We report an observational study which demonstrates an association between reduced BMD and ALM. Similarly, when using WHO grading, patients with osteoporosis had lower ALM, both for T scores, adjusted for gender, and also Z scores, when additionally adjusted for age [9]. However, we are unable to adjudge causality, and although there was a suggestion that the reduction in BMD was greater with longer duration of dialysis treatment, we were unable to confirm this in a cross-sectional study. We did not record dietary histories, and dietary intake in dialysis patients does vary between ethnic groups and so we are unable to comment on dietary calcium intake [29]. Although Asian patients were prescribed marginally more calcium in phosphate binders, we have no compliance data, and different foodstuffs can affect the bioavailability of both calcium and phosphate, so for example Asian patients are more likely to eat greater amounts of phytates in their diet, thereby affecting calcium bioavailability. Similarly, we did not record physical activity, which is linked to active energy expenditure and muscle mass [30, 31]. On the other hand, the strength of our study is the very large number of PD patients included, in particular the ethnic diversity. Secondly, we report on femoral neck BMD, whereas whole body and lumbar spine measurements can be confounded by differences in skull calcification between genders [19], overlying vascular calcification, implantable cardiac and other devices, vertebral crush fractures, and electron dense material in the bowel, such as lanthanum-containing medications [32].

Our study demonstrates that PD patients are at risk of osteosarcopenia. As falls are more common in patients with sarcopenia, and equally common in PD and haemodialysis patients, then osteoporotic PD patients are also at risk of increased mortality from fractures.

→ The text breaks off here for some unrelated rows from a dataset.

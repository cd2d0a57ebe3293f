use serde::Serialize;

/// A folder snapshot. `children` is only populated for the folder that was
/// looked up; nested folders carry an empty list.
#[derive(Debug, Clone, PartialEq, Eq, Serialize)]
pub struct FolderEntry {
    pub path: String,
    pub name: String,
    pub children: Vec<Entry>,
}

/// A document snapshot.
#[derive(Debug, Clone, PartialEq, Eq, Serialize)]
pub struct DocumentEntry {
    /// Vault-relative path, unique within the vault
    pub path: String,

    /// File name including extension
    pub name: String,

    /// Name without the final extension
    pub basename: String,

    /// Final extension without the dot (may be empty)
    pub extension: String,

    /// Size in bytes
    pub size: u64,
}

/// Either kind of node in the vault hierarchy.
#[derive(Debug, Clone, PartialEq, Eq, Serialize)]
#[serde(tag = "kind", rename_all = "lowercase")]
pub enum Entry {
    Folder(FolderEntry),
    Document(DocumentEntry),
}

/// Result of resolving a vault path.
#[derive(Debug, Clone, PartialEq, Eq)]
pub enum Lookup {
    Folder(FolderEntry),
    Document(DocumentEntry),
    Absent,
}

impl FolderEntry {
    pub fn new(path: impl Into<String>, children: Vec<Entry>) -> Self {
        let path = path.into();
        let name = name_of(&path).to_string();
        Self {
            path,
            name,
            children,
        }
    }
}

impl DocumentEntry {
    /// Build a document, deriving `name`, `basename` and `extension` from the path.
    pub fn new(path: impl Into<String>, size: u64) -> Self {
        let path = path.into();
        let name = name_of(&path).to_string();
        let (basename, extension) = split_extension(&name);
        Self {
            basename: basename.to_string(),
            extension: extension.to_string(),
            path,
            name,
            size,
        }
    }

    /// Hidden documents are dot-prefixed.
    pub fn is_hidden(&self) -> bool {
        self.name.starts_with('.')
    }
}

impl Entry {
    pub fn path(&self) -> &str {
        match self {
            Entry::Folder(f) => &f.path,
            Entry::Document(d) => &d.path,
        }
    }

    pub fn name(&self) -> &str {
        match self {
            Entry::Folder(f) => &f.name,
            Entry::Document(d) => &d.name,
        }
    }

    pub fn is_folder(&self) -> bool {
        matches!(self, Entry::Folder(_))
    }
}

/// Last path component. The vault root `/` names itself.
pub fn name_of(path: &str) -> &str {
    let trimmed = path.trim_end_matches('/');
    if trimmed.is_empty() {
        return "/";
    }
    trimmed.rsplit('/').next().unwrap_or(trimmed)
}

/// Split `name` at its last dot. A leading dot alone does not start an
/// extension, so `.gitignore` has no extension.
pub fn split_extension(name: &str) -> (&str, &str) {
    match name.rsplit_once('.') {
        Some((base, ext)) if !base.is_empty() => (base, ext),
        _ => (name, ""),
    }
}

/// Case-insensitive ASCII suffix check that never splits a multi-byte char.
pub fn ends_with_ignore_ascii_case(name: &str, suffix: &str) -> bool {
    name.len() >= suffix.len()
        && name
            .get(name.len() - suffix.len()..)
            .is_some_and(|tail| tail.eq_ignore_ascii_case(suffix))
}
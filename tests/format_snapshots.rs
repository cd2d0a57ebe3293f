//! Snapshot tests for column text output.
//!
//! Any visual change requires explicit approval with `cargo insta review`.

use insta::assert_snapshot;
use miller_columns::column::{format_column, Column, FormatOptions};
use miller_columns::{Config, MemoryVault};

fn inbox() -> Column {
    let vault = MemoryVault::new()
        .with_folder("Inbox/Later")
        .with_document("Inbox/today.md", 1000)
        .with_heading("Inbox/today.md", "Today")
        .with_document("Inbox/photo.JPG", 3000)
        .with_document("Inbox/Sketch.excalidraw.md", 100);

    let mut config = Config::default();
    config.emoji.insert("Inbox/Later".into(), "⏳".into());

    Column::render(&vault, &config, "Inbox", 0)
}

#[test]
fn test_column_snapshot() {
    let output = format_column(&inbox(), &FormatOptions::default());
    assert_snapshot!(output.trim_end(), @r"
    == Inbox [0]
      ⏳ Later ›
      🖼 photo
      ✏ Sketch
      📄 Today
    -- 1 folder | 3 files | 4.0 KB
    ");
}

#[test]
fn test_column_ascii_snapshot() {
    let mut column = inbox();
    column.set_active(Some("Inbox/today.md"));

    let output = format_column(&column, &FormatOptions::new().with_ascii(true));
    assert_snapshot!(output.trim_end(), @r"
    == Inbox [0]
      ⏳ Later >
      [image-file] photo
      [lucide-pencil] Sketch
    > [document] Today
    -- 1 folder | 3 files | 4.0 KB
    ");
}

#[test]
fn test_error_column_snapshot() {
    let column = Column::render(&MemoryVault::new(), &Config::default(), "Missing", 3);
    let output = format_column(&column, &FormatOptions::default());
    assert_snapshot!(output.trim_end(), @r"
    == Missing [3]
    !! Not a folder: Missing
    ");
}
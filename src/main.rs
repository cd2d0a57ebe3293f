use anyhow::Result;
use clap::{CommandFactory, Parser};

use miller_columns::cli::{Cli, Command};
use miller_columns::commands;
use miller_columns::config::Config;

fn main() -> Result<()> {
    let cli = Cli::parse();

    // Initialize logging based on verbosity
    init_logging(cli.verbose, cli.quiet);

    // Load configuration
    let config = Config::load(cli.config.as_deref())?;

    tracing::debug!(?config, "Loaded configuration");

    match cli.command {
        Command::Show(args) => {
            tracing::info!(?args, "Showing column");
            commands::show::run(args, &config)?;
        }
        Command::Completions(args) => {
            let mut command = Cli::command();
            clap_complete::generate(args.shell, &mut command, "miller-columns", &mut std::io::stdout());
        }
    }

    Ok(())
}

fn init_logging(verbosity: u8, quiet: bool) {
    use tracing_subscriber::{fmt, prelude::*, EnvFilter};

    let level = if quiet {
        "warn"
    } else {
        match verbosity {
            0 => "warn",
            1 => "info",
            2 => "debug",
            _ => "trace",
        }
    };

    let filter = EnvFilter::try_from_default_env()
        .unwrap_or_else(|_| EnvFilter::new(format!("miller_columns={}", level)));

    tracing_subscriber::registry()
        .with(fmt::layer().with_target(false).with_writer(std::io::stderr))
        .with(filter)
        .init();
}
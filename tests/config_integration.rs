use miller_columns::config::Config;
use std::io::Write;
use std::time::Duration;
use tempfile::NamedTempFile;

#[test]
fn parse_complete_config_file() {
    let config_content = r#"
[columns]
exclusion_patterns = """
archive
.trash
"""
hover_delay_ms = 750
icon_dir = "_data/icons"

[icons]
"Projects/Rust" = "ferris.png"

[emoji]
"Projects" = "🚀"
"Inbox/today.md" = "📌"
"#;

    let mut file = NamedTempFile::new().unwrap();
    file.write_all(config_content.as_bytes()).unwrap();

    let config = Config::load(Some(file.path())).unwrap();

    assert_eq!(config.hover_delay(), Duration::from_millis(750));
    assert_eq!(config.columns.icon_dir, "_data/icons");
    assert_eq!(config.icons.get("Projects/Rust").map(String::as_str), Some("ferris.png"));
    assert_eq!(config.emoji.len(), 2);
    assert!(config.exclusion_patterns().is_excluded("Old/ARCHIVE/x.md"));
    assert!(config.exclusion_patterns().is_excluded(".trash/y.md"));
}

#[test]
fn parse_partial_config_uses_defaults() {
    let config_content = r#"
[emoji]
"Inbox" = "📥"
"#;

    let mut file = NamedTempFile::new().unwrap();
    file.write_all(config_content.as_bytes()).unwrap();

    let config = Config::load(Some(file.path())).unwrap();

    // Explicit value
    assert_eq!(config.emoji.get("Inbox").map(String::as_str), Some("📥"));
    // Default values
    assert_eq!(config.columns.hover_delay_ms, 1000);
    assert_eq!(config.columns.icon_dir, ".miller-columns/icons");
    assert!(config.exclusion_patterns().is_empty());
}

#[test]
fn parse_invalid_toml_returns_error() {
    let config_content = "this is not valid toml [[[";

    let mut file = NamedTempFile::new().unwrap();
    file.write_all(config_content.as_bytes()).unwrap();

    let result = Config::load(Some(file.path()));
    assert!(result.is_err());
}

#[test]
fn parse_invalid_delay_returns_error() {
    let config_content = r#"
[columns]
hover_delay_ms = 0
"#;

    let mut file = NamedTempFile::new().unwrap();
    file.write_all(config_content.as_bytes()).unwrap();

    let result = Config::load(Some(file.path()));
    assert!(result.is_err());
}

#[test]
fn missing_explicit_file_returns_error() {
    let result = Config::load(Some(std::path::Path::new("/nonexistent/miller.toml")));
    assert!(result.is_err());
}
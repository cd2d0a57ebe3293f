//! Icon and label resolution for column items.

use serde::Serialize;

use crate::config::Config;
use crate::vault::{ends_with_ignore_ascii_case, normalize_path, DocumentEntry, Entry, Vault};

/// Compound extension of drawing documents.
pub const DRAWING_SUFFIX: &str = ".excalidraw.md";

/// Built-in icon chosen from the entry kind.
#[derive(Debug, Clone, Copy, PartialEq, Eq, Serialize)]
#[serde(rename_all = "lowercase")]
pub enum Glyph {
    Folder,
    Document,
    Canvas,
    Image,
    Pdf,
    Code,
    Css,
    Json,
    Pencil,
}

impl Glyph {
    /// Icon-set name understood by the host.
    pub fn name(self) -> &'static str {
        match self {
            Glyph::Folder => "folder",
            Glyph::Document => "document",
            Glyph::Canvas => "lucide-layout-dashboard",
            Glyph::Image => "image-file",
            Glyph::Pdf => "pdf-file",
            Glyph::Code => "code-glyph",
            Glyph::Css => "css3",
            Glyph::Json => "braces",
            Glyph::Pencil => "lucide-pencil",
        }
    }

    /// Single-character rendition for text output.
    pub fn symbol(self) -> &'static str {
        match self {
            Glyph::Folder => "📁",
            Glyph::Document => "📄",
            Glyph::Canvas => "🧩",
            Glyph::Image => "🖼",
            Glyph::Pdf => "📕",
            Glyph::Code => "📜",
            Glyph::Css => "🎨",
            Glyph::Json => "🔣",
            Glyph::Pencil => "✏",
        }
    }
}

/// What an item shows in front of its label.
#[derive(Debug, Clone, PartialEq, Eq, Serialize)]
#[serde(tag = "type", rename_all = "lowercase")]
pub enum Icon {
    /// User-supplied image, already resolved to a loadable reference
    Custom { src: String, alt: String },
    Emoji { text: String },
    Glyph { glyph: Glyph },
}

/// Default glyph for a document. Drawings win over the simple extension.
pub fn document_glyph(document: &DocumentEntry) -> Glyph {
    if ends_with_ignore_ascii_case(&document.name, DRAWING_SUFFIX) {
        return Glyph::Pencil;
    }

    match document.extension.to_lowercase().as_str() {
        "md" => Glyph::Document,
        "canvas" => Glyph::Canvas,
        "png" | "jpg" | "jpeg" | "gif" | "bmp" | "svg" => Glyph::Image,
        "pdf" => Glyph::Pdf,
        "js" | "ts" => Glyph::Code,
        "css" => Glyph::Css,
        "json" => Glyph::Json,
        _ => Glyph::Document,
    }
}

pub fn default_glyph(entry: &Entry) -> Glyph {
    match entry {
        Entry::Folder(_) => Glyph::Folder,
        Entry::Document(d) => document_glyph(d),
    }
}

/// Resolve an entry's icon: custom image, then emoji, then the kind default.
///
/// A custom image that cannot be resolved falls back to the kind default,
/// not to the emoji.
pub fn resolve_icon<V: Vault + ?Sized>(entry: &Entry, vault: &V, config: &Config) -> Icon {
    let path = entry.path();

    if let Some(filename) = config.icons.get(path) {
        let icon_path = normalize_path(&format!("{}/{}", config.columns.icon_dir, filename));
        let src = vault.resource_url(&icon_path);
        if !src.is_empty() && src != icon_path {
            return Icon::Custom {
                src,
                alt: entry.name().to_string(),
            };
        }
        tracing::warn!(%path, icon = %icon_path, "Could not resolve custom icon, falling back");
    } else if let Some(emoji) = config.emoji.get(path) {
        return Icon::Emoji {
            text: emoji.clone(),
        };
    }

    Icon::Glyph {
        glyph: default_glyph(entry),
    }
}

/// Text shown for an entry. Folders show their name; markdown documents
/// prefer their first heading, drawings drop the compound extension, and
/// everything else shows the base name.
pub fn display_label<V: Vault + ?Sized>(entry: &Entry, vault: &V) -> String {
    let document = match entry {
        Entry::Folder(f) => return f.name.clone(),
        Entry::Document(d) => d,
    };

    if !document.extension.eq_ignore_ascii_case("md") {
        return document.basename.clone();
    }

    if let Some(heading) = vault.first_heading(document).filter(|h| !h.is_empty()) {
        return heading;
    }

    if ends_with_ignore_ascii_case(&document.name, DRAWING_SUFFIX) {
        return document.name[..document.name.len() - DRAWING_SUFFIX.len()].to_string();
    }

    document.basename.clone()
}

The pattern of CKD-MBD is changing over time, with increasing prevalence of osteopenia and osteoporosis. As more and more older and frail patients are now offered treatment by PD in Europe and North America, this will require a change in clinical practice to develop treatments designed to reduce the loss of calcium from bones and improve bone structure. Patients with osteoporosis had lower ALM, and therefore, whether osteosarcopenic PD patients will benefit from non-pharmaceutical treatments such as exercise, and if nutritional programs will improve CKD-BMD and muscle mass remains to be determined.